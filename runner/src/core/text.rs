//! Character classes, normalization and counting shared by constraints,
//! rollback and the word-by-word protocol.

use std::sync::LazyLock;

use regex::Regex;
use unicode_normalization::UnicodeNormalization;
use unicode_normalization::char::is_combining_mark;

/// A word: letters/digits, optionally joined by inner hyphens.
/// Apostrophes separate words (`l'été` is two words).
pub static WORD_RE: LazyLock<Regex> =
    LazyLock::new(|| Regex::new(r"[\p{L}\p{N}]+(?:-[\p{L}\p{N}]+)*").unwrap());

static TOKEN_RE: LazyLock<Regex> = LazyLock::new(|| Regex::new(r"[\p{L}\p{N}]+").unwrap());

/// Characters that end a word while streaming.
pub fn is_boundary(c: char) -> bool {
    c.is_whitespace() || matches!(c, '.' | ',' | ';' | ':' | '!' | '?' | '-') || is_elision_mark(c)
}

/// Quotes and apostrophes; text ending on one continues without a space.
pub fn is_elision_mark(c: char) -> bool {
    matches!(c, '"' | '\'' | '’')
}

pub fn ends_with_boundary(text: &str) -> bool {
    text.chars().next_back().is_some_and(is_boundary)
}

pub fn ends_with_elision(text: &str) -> bool {
    text.chars().next_back().is_some_and(is_elision_mark)
}

pub fn ends_with_whitespace(text: &str) -> bool {
    text.chars().next_back().is_some_and(char::is_whitespace)
}

/// Decompose and drop combining marks: `Éte` → `Ete`.
pub fn strip_diacritics(text: &str) -> String {
    text.nfd().filter(|c| !is_combining_mark(*c)).collect()
}

/// Lowercased, diacritic-free form every built-in rule compares against.
pub fn normalize(text: &str) -> String {
    strip_diacritics(&text.to_lowercase())
}

/// Letters of a single word as the length-sequence rule counts them.
///
/// Diacritics are stripped and only alphabetic characters count. An elided
/// prefix (`l'`, `qu'`) belongs to the previous token and is not counted.
pub fn word_letter_count(word: &str) -> usize {
    let word = word.rsplit(is_elision_mark).next().unwrap_or(word);
    strip_diacritics(word)
        .chars()
        .filter(|c| c.is_alphabetic())
        .count()
}

/// Unicode letters in the whole text (score unit).
pub fn count_letters(text: &str) -> usize {
    strip_diacritics(text)
        .chars()
        .filter(|c| c.is_alphabetic())
        .count()
}

/// Runs of letters/digits in the text (score unit for length sequences).
pub fn count_words(text: &str) -> usize {
    TOKEN_RE.find_iter(text).count()
}

/// First run of letters/digits of a raw model answer, NFC-composed so that
/// decomposed accents stay inside the word.
pub fn first_word(raw: &str) -> Option<String> {
    let composed: String = raw.nfc().collect();
    TOKEN_RE.find(&composed).map(|m| m.as_str().to_string())
}

/// Words as the built-in rules see them, in order.
pub fn words(text: &str) -> impl Iterator<Item = &str> {
    WORD_RE.find_iter(text).map(|m| m.as_str())
}

/// Last `n` characters of `text`.
pub fn tail_chars(text: &str, n: usize) -> &str {
    let count = text.chars().count();
    let skip = count.saturating_sub(n);
    text.char_indices()
        .nth(skip)
        .map_or("", |(idx, _)| &text[idx..])
}

/// Characters `[from, from + n)` of `text`, clamped.
pub fn char_window(text: &str, from: usize, n: usize) -> String {
    text.chars().skip(from).take(n).collect()
}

————

Nothing but the lines from the one containing "let skip = count.saturating_sub(n);" through the last line of the data above should be given again, each exactly as it stands.

* _Response area_:
    let skip = count.saturating_sub(n);
    text.char_indices()
        .nth(skip)
        .map_or("", |(idx, _)| &text[idx..])
}

/// Characters `[from, from + n)` of `text`, clamped.
pub fn char_window(text: &str, from: usize, n: usize) -> String {
    text.chars().skip(from).take(n).collect()
}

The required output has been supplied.